*PROBLEM REQUIREMENTS*
For the records below, print the lines from the line with "repository 9dd21e31cc1c3efb" through the line with "as written in" exactly as written; include both end lines and exclude the rest.

*Saved entries*
++++
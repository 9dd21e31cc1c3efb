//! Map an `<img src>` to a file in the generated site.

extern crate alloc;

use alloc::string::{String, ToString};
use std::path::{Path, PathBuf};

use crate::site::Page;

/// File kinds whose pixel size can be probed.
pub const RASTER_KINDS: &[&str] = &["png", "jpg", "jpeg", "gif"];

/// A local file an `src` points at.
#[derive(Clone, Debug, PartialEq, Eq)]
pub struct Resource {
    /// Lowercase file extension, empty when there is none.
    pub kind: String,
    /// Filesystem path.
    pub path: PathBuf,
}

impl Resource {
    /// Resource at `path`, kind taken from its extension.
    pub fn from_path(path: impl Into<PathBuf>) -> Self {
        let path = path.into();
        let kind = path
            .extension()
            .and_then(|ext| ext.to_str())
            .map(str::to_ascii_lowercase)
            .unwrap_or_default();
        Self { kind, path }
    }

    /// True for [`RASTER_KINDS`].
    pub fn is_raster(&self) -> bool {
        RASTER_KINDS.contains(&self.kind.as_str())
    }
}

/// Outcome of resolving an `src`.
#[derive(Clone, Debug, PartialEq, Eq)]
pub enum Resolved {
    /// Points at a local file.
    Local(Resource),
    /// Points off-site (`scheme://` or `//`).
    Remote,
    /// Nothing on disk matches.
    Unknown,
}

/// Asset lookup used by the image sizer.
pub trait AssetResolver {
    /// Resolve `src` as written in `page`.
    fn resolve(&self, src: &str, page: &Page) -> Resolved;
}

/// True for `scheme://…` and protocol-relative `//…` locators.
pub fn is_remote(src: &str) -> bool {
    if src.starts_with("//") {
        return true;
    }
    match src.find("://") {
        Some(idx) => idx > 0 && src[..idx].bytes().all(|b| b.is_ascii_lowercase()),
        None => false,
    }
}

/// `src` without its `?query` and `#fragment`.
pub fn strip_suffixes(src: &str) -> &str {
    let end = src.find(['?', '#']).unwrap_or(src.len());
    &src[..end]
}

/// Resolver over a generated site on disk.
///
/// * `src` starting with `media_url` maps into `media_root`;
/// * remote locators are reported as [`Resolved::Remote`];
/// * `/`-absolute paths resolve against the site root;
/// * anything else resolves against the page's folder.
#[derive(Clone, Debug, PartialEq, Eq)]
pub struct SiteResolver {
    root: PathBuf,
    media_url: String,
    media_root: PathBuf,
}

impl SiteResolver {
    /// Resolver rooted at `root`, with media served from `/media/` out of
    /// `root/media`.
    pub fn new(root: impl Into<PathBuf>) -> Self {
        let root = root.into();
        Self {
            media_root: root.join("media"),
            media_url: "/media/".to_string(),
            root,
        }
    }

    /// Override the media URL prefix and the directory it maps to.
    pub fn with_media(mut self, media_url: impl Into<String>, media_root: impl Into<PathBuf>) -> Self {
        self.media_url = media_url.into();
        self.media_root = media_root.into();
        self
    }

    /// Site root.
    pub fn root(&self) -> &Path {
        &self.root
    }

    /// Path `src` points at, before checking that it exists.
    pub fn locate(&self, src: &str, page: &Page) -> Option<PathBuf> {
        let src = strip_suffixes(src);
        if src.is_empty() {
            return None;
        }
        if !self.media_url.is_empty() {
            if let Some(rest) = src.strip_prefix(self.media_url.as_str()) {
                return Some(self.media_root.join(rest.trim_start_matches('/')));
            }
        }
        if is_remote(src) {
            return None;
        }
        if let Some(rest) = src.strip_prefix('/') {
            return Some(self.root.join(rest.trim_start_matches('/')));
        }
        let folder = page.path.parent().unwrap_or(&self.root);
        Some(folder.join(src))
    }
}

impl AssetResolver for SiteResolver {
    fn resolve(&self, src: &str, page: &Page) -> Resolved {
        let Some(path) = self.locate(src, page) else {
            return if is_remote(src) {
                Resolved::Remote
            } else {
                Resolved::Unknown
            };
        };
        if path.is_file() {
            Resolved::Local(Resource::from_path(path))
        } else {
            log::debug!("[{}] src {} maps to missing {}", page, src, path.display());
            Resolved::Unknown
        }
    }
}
++++
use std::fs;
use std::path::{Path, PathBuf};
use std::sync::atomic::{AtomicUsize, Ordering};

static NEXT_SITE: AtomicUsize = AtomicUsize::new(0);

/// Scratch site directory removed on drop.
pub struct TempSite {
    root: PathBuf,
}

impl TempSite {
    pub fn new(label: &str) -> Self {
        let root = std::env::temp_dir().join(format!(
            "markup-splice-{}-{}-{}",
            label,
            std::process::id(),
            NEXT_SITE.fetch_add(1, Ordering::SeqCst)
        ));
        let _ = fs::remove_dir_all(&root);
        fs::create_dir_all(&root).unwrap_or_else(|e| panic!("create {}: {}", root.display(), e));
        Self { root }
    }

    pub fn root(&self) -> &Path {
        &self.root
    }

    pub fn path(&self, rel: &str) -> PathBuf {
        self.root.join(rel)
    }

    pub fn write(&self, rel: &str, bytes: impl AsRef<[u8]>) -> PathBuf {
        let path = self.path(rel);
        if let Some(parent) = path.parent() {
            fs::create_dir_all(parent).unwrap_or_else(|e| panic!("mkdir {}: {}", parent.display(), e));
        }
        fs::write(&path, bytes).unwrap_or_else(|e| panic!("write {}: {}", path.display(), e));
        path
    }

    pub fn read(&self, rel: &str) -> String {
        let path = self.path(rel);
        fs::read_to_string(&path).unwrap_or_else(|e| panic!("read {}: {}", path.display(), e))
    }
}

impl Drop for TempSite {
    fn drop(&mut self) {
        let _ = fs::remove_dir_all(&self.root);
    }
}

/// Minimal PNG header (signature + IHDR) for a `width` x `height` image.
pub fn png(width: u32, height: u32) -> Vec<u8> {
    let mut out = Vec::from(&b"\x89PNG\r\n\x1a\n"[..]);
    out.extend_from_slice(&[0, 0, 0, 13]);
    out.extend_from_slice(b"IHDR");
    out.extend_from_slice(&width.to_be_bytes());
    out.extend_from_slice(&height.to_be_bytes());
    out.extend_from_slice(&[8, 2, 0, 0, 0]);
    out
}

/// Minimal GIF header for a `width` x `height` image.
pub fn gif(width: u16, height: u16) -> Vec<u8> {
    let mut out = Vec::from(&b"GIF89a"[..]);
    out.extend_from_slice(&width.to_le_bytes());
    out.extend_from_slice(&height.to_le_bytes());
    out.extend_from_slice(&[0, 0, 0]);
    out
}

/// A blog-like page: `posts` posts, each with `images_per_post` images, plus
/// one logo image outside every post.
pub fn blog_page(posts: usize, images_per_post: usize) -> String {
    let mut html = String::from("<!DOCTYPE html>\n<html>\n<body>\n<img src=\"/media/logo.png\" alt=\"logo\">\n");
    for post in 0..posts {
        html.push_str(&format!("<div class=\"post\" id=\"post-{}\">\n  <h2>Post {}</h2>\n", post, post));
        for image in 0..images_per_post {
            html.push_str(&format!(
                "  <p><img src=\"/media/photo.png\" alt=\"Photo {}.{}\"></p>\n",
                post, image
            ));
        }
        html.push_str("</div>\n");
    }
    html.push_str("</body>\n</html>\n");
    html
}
++++
*SOLUTION*
repository 9dd21e31cc1c3efb
//! Map an `<img src>` to a file in the generated site.

extern crate alloc;

use alloc::string::{String, ToString};
use std::path::{Path, PathBuf};

use crate::site::Page;

/// File kinds whose pixel size can be probed.
pub const RASTER_KINDS: &[&str] = &["png", "jpg", "jpeg", "gif"];

/// A local file an `src` points at.
#[derive(Clone, Debug, PartialEq, Eq)]
pub struct Resource {
    /// Lowercase file extension, empty when there is none.
    pub kind: String,
    /// Filesystem path.
    pub path: PathBuf,
}

impl Resource {
    /// Resource at `path`, kind taken from its extension.
    pub fn from_path(path: impl Into<PathBuf>) -> Self {
        let path = path.into();
        let kind = path
            .extension()
            .and_then(|ext| ext.to_str())
            .map(str::to_ascii_lowercase)
            .unwrap_or_default();
        Self { kind, path }
    }

    /// True for [`RASTER_KINDS`].
    pub fn is_raster(&self) -> bool {
        RASTER_KINDS.contains(&self.kind.as_str())
    }
}

/// Outcome of resolving an `src`.
#[derive(Clone, Debug, PartialEq, Eq)]
pub enum Resolved {
    /// Points at a local file.
    Local(Resource),
    /// Points off-site (`scheme://` or `//`).
    Remote,
    /// Nothing on disk matches.
    Unknown,
}

/// Asset lookup used by the image sizer.
pub trait AssetResolver {
    /// Resolve `src` as written in `page`.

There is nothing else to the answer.